─── DATA RECORDS ───
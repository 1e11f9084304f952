//! Normalised, merged partial list shared by all three tones.
//!
//! Pipeline:
//!   1. Generate the preset partial list (indices = generation order).
//!   2. Inject a ratio-1 partial if none exists.
//!   3. Sort by ratio and merge near-duplicates.
//!   4. Truncate to `max_partials`.
//!   5. Compress and normalise amplitudes in the configured order.
use serde::{Deserialize, Serialize};

use crate::config::{
    AmpNormalization, BasePartialStrategy, Compression, MergeUnit, PipelineOrder, TimbreConfig,
    TimbrePreset,
};

/// Ratios closer than this always merge, regardless of unit and tolerance.
pub const ABSOLUTE_MERGE_EPS: f64 = 1e-9;

#[derive(Debug, Clone, Default, PartialEq, Serialize, Deserialize)]
#[serde(rename_all = "camelCase")]
pub struct TemplateCounts {
    pub generated: usize,
    pub injected_base: bool,
    pub merged: usize,
    pub truncated: usize,
}

#[derive(Debug, Clone, PartialEq, Serialize, Deserialize)]
#[serde(rename_all = "camelCase")]
pub struct SpectrumTemplate {
    /// Strictly ascending beyond the merge tolerance.
    pub ratios: Vec<f64>,
    pub amps: Vec<f64>,
    pub partial_index: Vec<usize>,
    pub counts: TemplateCounts,
}

impl SpectrumTemplate {
    pub fn len(&self) -> usize {
        self.ratios.len()
    }

    pub fn is_empty(&self) -> bool {
        self.ratios.is_empty()
    }
}

#[derive(Debug, Clone, Copy)]
struct Partial {
    ratio: f64,
    amp: f64,
    index: usize,
}

/// Build the template for `timbre`. `reference_freq` converts `hz` merge
/// tolerances into ratio space.
pub fn build_spectrum_template(timbre: &TimbreConfig, reference_freq: f64) -> SpectrumTemplate {
    let mut partials = generate_preset(timbre);
    let generated = partials.len();

    let has_base = partials.iter().any(|p| (p.ratio - 1.0).abs() <= ABSOLUTE_MERGE_EPS);
    if !has_base {
        let amp = match timbre.base_partial_strategy {
            BasePartialStrategy::One => 1.0,
            BasePartialStrategy::First => partials.first().map_or(1.0, |p| p.amp),
            BasePartialStrategy::Max => partials
                .iter()
                .map(|p| p.amp)
                .fold(f64::NEG_INFINITY, f64::max)
                .max(0.0),
        };
        let amp = if amp > 0.0 { amp } else { 1.0 };
        partials.insert(0, Partial { ratio: 1.0, amp, index: 0 });
        for (i, p) in partials.iter_mut().enumerate() {
            p.index = i;
        }
    }

    partials.sort_by(|a, b| a.ratio.total_cmp(&b.ratio).then(a.index.cmp(&b.index)));

    let before_merge = partials.len();
    let mut merged: Vec<Partial> = Vec::with_capacity(before_merge);
    for p in partials {
        match merged.last_mut() {
            Some(last) if within_template_tolerance(last.ratio, p.ratio, timbre, reference_freq) => {
                last.amp += p.amp;
                last.index = last.index.min(p.index);
            }
            _ => merged.push(p),
        }
    }
    let merged_count = before_merge - merged.len();

    let cap = timbre.max_partials.max(1);
    let truncated = merged.len().saturating_sub(cap);
    merged.truncate(cap);

    let mut amps: Vec<f64> = merged.iter().map(|p| p.amp).collect();
    match timbre.pipeline_order {
        PipelineOrder::CompressThenNormalize => {
            compress(&mut amps, timbre.compression, timbre.compression_amount);
            normalize(&mut amps, timbre.normalization);
        }
        PipelineOrder::NormalizeThenCompress => {
            normalize(&mut amps, timbre.normalization);
            compress(&mut amps, timbre.compression, timbre.compression_amount);
        }
    }

    SpectrumTemplate {
        ratios: merged.iter().map(|p| p.ratio).collect(),
        amps,
        partial_index: merged.iter().map(|p| p.index).collect(),
        counts: TemplateCounts {
            generated,
            injected_base: !has_base,
            merged: merged_count,
            truncated,
        },
    }
}

fn generate_preset(timbre: &TimbreConfig) -> Vec<Partial> {
    let n = timbre.partial_count.min(timbre.max_partials.max(1));
    let odd = |k: usize| (2 * k + 1) as f64;
    match timbre.preset {
        TimbrePreset::Harmonic => (0..n)
            .map(|k| {
                let h = (k + 1) as f64;
                Partial { ratio: h, amp: 1.0 / h, index: k }
            })
            .collect(),
        TimbrePreset::Square => (0..n)
            .map(|k| Partial { ratio: odd(k), amp: 1.0 / odd(k), index: k })
            .collect(),
        TimbrePreset::Triangle => (0..n)
            .map(|k| Partial { ratio: odd(k), amp: 1.0 / (odd(k) * odd(k)), index: k })
            .collect(),
        TimbrePreset::Custom => timbre
            .custom_partials
            .iter()
            .filter(|p| p.ratio.is_finite() && p.ratio > 0.0 && p.amp.is_finite() && p.amp >= 0.0)
            .enumerate()
            .map(|(k, p)| Partial { ratio: p.ratio, amp: p.amp, index: k })
            .collect(),
    }
}

fn within_template_tolerance(r1: f64, r2: f64, timbre: &TimbreConfig, reference_freq: f64) -> bool {
    let delta = (r2 - r1).abs();
    if delta <= ABSOLUTE_MERGE_EPS {
        return true;
    }
    let tol = timbre.merge_tolerance;
    if tol.is_nan() || tol <= 0.0 {
        return false;
    }
    match timbre.merge_unit {
        MergeUnit::Ratio => delta <= tol,
        MergeUnit::Cents => (1200.0 * (r2 / r1).log2()).abs() <= tol,
        MergeUnit::Hz => delta * reference_freq <= tol,
    }
}

fn compress(amps: &mut [f64], mode: Compression, amount: f64) {
    match mode {
        Compression::None => {}
        Compression::Sqrt => amps.iter_mut().for_each(|a| *a = a.max(0.0).sqrt()),
        Compression::Log => {
            if amount > 0.0 {
                let denom = (1.0 + amount).ln();
                amps.iter_mut().for_each(|a| *a = (1.0 + amount * a.max(0.0)).ln() / denom);
            }
        }
    }
}

fn normalize(amps: &mut [f64], mode: AmpNormalization) {
    let scale = match mode {
        AmpNormalization::None => return,
        AmpNormalization::Max => amps.iter().cloned().fold(0.0, f64::max),
        AmpNormalization::Energy => amps.iter().map(|a| a * a).sum::<f64>().sqrt(),
    };
    if scale > 1e-12 {
        amps.iter_mut().for_each(|a| *a /= scale);
    }
}

#[cfg(test)]
mod tests {
    use super::*;
    use crate::config::CustomPartial;

    fn timbre() -> TimbreConfig {
        TimbreConfig::default()
    }

    #[test]
    fn harmonic_preset_is_saw() {
        let t = build_spectrum_template(&timbre(), 220.0);
        assert_eq!(t.len(), 8);
        assert_eq!(t.ratios, (1..=8).map(|k| k as f64).collect::<Vec<_>>());
        assert!((t.amps[3] - 0.25).abs() < 1e-15);
        assert!(!t.counts.injected_base);
    }

    #[test]
    fn triangle_uses_odd_inverse_squares() {
        let t = build_spectrum_template(
            &TimbreConfig { preset: TimbrePreset::Triangle, partial_count: 3, ..timbre() },
            220.0,
        );
        assert_eq!(t.ratios, vec![1.0, 3.0, 5.0]);
        assert!((t.amps[2] - 1.0 / 25.0).abs() < 1e-15);
    }

    #[test]
    fn injects_base_with_strategy() {
        let custom = vec![
            CustomPartial { ratio: 2.0, amp: 0.4 },
            CustomPartial { ratio: 3.0, amp: 0.9 },
        ];
        let mk = |s| TimbreConfig {
            preset: TimbrePreset::Custom,
            custom_partials: custom.clone(),
            base_partial_strategy: s,
            ..timbre()
        };
        let one = build_spectrum_template(&mk(BasePartialStrategy::One), 220.0);
        assert!(one.counts.injected_base);
        assert_eq!(one.ratios[0], 1.0);
        assert_eq!(one.amps[0], 1.0);
        assert_eq!(one.partial_index[0], 0);
        assert_eq!(build_spectrum_template(&mk(BasePartialStrategy::First), 220.0).amps[0], 0.4);
        assert_eq!(build_spectrum_template(&mk(BasePartialStrategy::Max), 220.0).amps[0], 0.9);
    }

    #[test]
    fn merges_within_cents_keeping_smaller_index() {
        let t = build_spectrum_template(
            &TimbreConfig {
                preset: TimbrePreset::Custom,
                custom_partials: vec![
                    CustomPartial { ratio: 1.0, amp: 1.0 },
                    CustomPartial { ratio: 2.001, amp: 0.2 },
                    CustomPartial { ratio: 2.0, amp: 0.3 },
                ],
                merge_tolerance: 5.0,
                merge_unit: MergeUnit::Cents,
                ..timbre()
            },
            220.0,
        );
        assert_eq!(t.len(), 2);
        assert_eq!(t.ratios[1], 2.0);
        assert!((t.amps[1] - 0.5).abs() < 1e-15);
        assert_eq!(t.partial_index[1], 1);
        assert_eq!(t.counts.merged, 1);
    }

    #[test]
    fn exact_duplicates_merge_without_tolerance() {
        let t = build_spectrum_template(
            &TimbreConfig {
                preset: TimbrePreset::Custom,
                custom_partials: vec![
                    CustomPartial { ratio: 1.0, amp: 1.0 },
                    CustomPartial { ratio: 1.0, amp: 1.0 },
                ],
                ..timbre()
            },
            220.0,
        );
        assert_eq!(t.len(), 1);
        assert_eq!(t.amps[0], 2.0);
    }

    #[test]
    fn truncates_to_max_partials() {
        let custom = (1..=10).map(|k| CustomPartial { ratio: k as f64, amp: 1.0 }).collect();
        let t = build_spectrum_template(
            &TimbreConfig {
                preset: TimbrePreset::Custom,
                custom_partials: custom,
                max_partials: 4,
                ..timbre()
            },
            220.0,
        );
        assert_eq!(t.len(), 4);
        assert_eq!(t.counts.truncated, 6);
    }

    #[test]
    fn pipeline_order_matters() {
        let base = TimbreConfig {
            partial_count: 4,
            normalization: AmpNormalization::Energy,
            compression: Compression::Sqrt,
            ..timbre()
        };
        let ctn = build_spectrum_template(&base, 220.0);
        let ntc = build_spectrum_template(
            &TimbreConfig { pipeline_order: PipelineOrder::NormalizeThenCompress, ..base },
            220.0,
        );
        let energy: f64 = ctn.amps.iter().map(|a| a * a).sum();
        assert!((energy - 1.0).abs() < 1e-12);
        assert!(ntc.amps.iter().zip(&ctn.amps).any(|(a, b)| (a - b).abs() > 1e-6));
    }

    #[test]
    fn max_normalisation_peaks_at_one() {
        let t = build_spectrum_template(
            &TimbreConfig {
                compression: Compression::Log,
                compression_amount: 4.0,
                normalization: AmpNormalization::Max,
                ..timbre()
            },
            220.0,
        );
        let peak = t.amps.iter().cloned().fold(0.0, f64::max);
        assert!((peak - 1.0).abs() < 1e-15);
    }
}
───
REQUIREMENT: Check each line above for "enumerate" and please state only how many have it.

RESPONSE AREA: 2